TASK OBJECTIVE:
Go through the material below, noting each line where the string "body" appears, and give only the total.

═════ DATA TO USE ═════

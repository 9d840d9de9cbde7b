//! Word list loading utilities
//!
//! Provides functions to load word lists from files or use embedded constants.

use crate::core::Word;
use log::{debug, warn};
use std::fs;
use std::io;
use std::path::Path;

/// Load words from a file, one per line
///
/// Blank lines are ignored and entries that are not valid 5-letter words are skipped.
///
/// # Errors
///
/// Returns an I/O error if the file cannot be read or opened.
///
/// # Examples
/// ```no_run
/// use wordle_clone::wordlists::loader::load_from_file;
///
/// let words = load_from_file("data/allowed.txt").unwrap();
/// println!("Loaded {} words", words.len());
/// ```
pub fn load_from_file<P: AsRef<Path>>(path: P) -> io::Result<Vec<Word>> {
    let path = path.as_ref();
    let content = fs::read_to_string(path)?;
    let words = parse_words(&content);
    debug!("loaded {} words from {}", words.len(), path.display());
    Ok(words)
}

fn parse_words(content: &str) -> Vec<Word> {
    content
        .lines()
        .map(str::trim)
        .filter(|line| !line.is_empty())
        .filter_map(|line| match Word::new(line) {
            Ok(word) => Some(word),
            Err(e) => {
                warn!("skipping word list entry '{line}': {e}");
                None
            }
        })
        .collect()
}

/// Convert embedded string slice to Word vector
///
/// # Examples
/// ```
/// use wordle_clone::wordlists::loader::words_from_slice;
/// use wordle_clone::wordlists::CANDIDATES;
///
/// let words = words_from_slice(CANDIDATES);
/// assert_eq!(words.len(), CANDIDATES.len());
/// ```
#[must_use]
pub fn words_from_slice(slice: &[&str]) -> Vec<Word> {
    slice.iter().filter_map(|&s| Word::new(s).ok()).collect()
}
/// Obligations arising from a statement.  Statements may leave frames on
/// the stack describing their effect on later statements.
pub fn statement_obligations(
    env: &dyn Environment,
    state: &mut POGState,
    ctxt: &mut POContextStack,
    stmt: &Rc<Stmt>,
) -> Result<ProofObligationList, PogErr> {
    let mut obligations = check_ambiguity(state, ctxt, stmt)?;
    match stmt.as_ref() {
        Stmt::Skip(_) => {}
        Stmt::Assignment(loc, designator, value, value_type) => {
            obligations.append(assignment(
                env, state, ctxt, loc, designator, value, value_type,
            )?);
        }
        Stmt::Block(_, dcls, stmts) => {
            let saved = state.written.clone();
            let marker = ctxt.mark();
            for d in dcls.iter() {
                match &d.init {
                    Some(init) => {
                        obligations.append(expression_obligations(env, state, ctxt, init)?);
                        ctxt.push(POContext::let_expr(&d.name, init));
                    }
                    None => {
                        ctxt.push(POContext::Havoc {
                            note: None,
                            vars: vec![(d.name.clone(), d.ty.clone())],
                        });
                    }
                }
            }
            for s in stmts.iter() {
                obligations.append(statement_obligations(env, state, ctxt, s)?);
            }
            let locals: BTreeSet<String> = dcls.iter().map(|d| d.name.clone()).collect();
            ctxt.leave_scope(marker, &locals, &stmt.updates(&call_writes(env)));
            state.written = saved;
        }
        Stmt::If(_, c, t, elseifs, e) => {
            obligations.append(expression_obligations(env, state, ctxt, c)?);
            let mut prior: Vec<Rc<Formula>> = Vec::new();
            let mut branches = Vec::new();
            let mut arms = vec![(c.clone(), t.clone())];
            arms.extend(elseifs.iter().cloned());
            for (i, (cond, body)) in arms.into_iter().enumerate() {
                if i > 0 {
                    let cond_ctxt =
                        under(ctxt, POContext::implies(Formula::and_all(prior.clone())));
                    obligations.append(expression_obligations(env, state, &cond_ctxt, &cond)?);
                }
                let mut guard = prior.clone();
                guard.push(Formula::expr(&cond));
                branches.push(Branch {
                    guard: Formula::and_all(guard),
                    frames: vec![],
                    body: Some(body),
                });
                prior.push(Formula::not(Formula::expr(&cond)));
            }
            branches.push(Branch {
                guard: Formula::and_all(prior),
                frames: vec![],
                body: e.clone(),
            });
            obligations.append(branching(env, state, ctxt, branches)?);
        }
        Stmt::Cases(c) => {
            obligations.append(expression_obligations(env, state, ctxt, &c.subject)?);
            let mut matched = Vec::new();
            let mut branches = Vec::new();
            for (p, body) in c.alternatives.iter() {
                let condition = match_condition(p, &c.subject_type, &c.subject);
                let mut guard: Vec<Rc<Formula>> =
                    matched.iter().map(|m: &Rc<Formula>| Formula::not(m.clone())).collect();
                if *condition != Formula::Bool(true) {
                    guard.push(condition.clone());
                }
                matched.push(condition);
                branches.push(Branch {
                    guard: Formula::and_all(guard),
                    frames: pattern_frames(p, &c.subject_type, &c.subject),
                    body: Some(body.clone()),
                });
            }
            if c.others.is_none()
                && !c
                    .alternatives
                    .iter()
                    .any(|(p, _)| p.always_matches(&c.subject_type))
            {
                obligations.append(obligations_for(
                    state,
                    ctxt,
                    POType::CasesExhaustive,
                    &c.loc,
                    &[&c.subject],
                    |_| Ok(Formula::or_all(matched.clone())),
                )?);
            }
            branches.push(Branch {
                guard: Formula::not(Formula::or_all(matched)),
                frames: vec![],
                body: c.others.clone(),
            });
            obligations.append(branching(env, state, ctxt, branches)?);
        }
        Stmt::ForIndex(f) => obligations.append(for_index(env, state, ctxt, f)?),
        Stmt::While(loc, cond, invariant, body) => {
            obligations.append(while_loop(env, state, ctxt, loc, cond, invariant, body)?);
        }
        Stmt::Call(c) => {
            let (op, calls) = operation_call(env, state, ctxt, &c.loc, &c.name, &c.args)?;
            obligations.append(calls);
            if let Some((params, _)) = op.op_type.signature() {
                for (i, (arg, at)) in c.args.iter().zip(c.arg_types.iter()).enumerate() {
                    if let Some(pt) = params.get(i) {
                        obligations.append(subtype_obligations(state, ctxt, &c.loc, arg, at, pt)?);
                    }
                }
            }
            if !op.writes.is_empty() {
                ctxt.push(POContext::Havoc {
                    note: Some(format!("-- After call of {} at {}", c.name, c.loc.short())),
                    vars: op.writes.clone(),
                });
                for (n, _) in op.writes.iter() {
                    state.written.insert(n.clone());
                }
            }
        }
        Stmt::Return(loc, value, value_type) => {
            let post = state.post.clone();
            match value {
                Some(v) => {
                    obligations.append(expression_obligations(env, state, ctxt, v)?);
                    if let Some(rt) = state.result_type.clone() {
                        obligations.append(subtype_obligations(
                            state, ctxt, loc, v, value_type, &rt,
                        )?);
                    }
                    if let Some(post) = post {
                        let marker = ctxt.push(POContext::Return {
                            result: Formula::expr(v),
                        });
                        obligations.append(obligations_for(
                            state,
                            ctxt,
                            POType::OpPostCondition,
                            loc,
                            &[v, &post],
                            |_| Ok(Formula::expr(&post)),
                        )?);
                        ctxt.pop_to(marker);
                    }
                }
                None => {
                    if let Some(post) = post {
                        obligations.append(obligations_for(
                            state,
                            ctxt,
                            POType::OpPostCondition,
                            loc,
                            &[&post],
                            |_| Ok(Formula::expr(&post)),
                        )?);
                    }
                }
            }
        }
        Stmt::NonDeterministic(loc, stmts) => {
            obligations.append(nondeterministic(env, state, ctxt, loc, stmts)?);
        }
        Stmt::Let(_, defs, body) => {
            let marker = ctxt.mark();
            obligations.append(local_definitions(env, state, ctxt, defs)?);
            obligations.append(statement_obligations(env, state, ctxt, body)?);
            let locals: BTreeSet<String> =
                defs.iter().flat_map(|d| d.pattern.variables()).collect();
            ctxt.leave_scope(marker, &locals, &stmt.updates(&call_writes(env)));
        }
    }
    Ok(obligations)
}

═════

COMPLETED EXERCISE:
10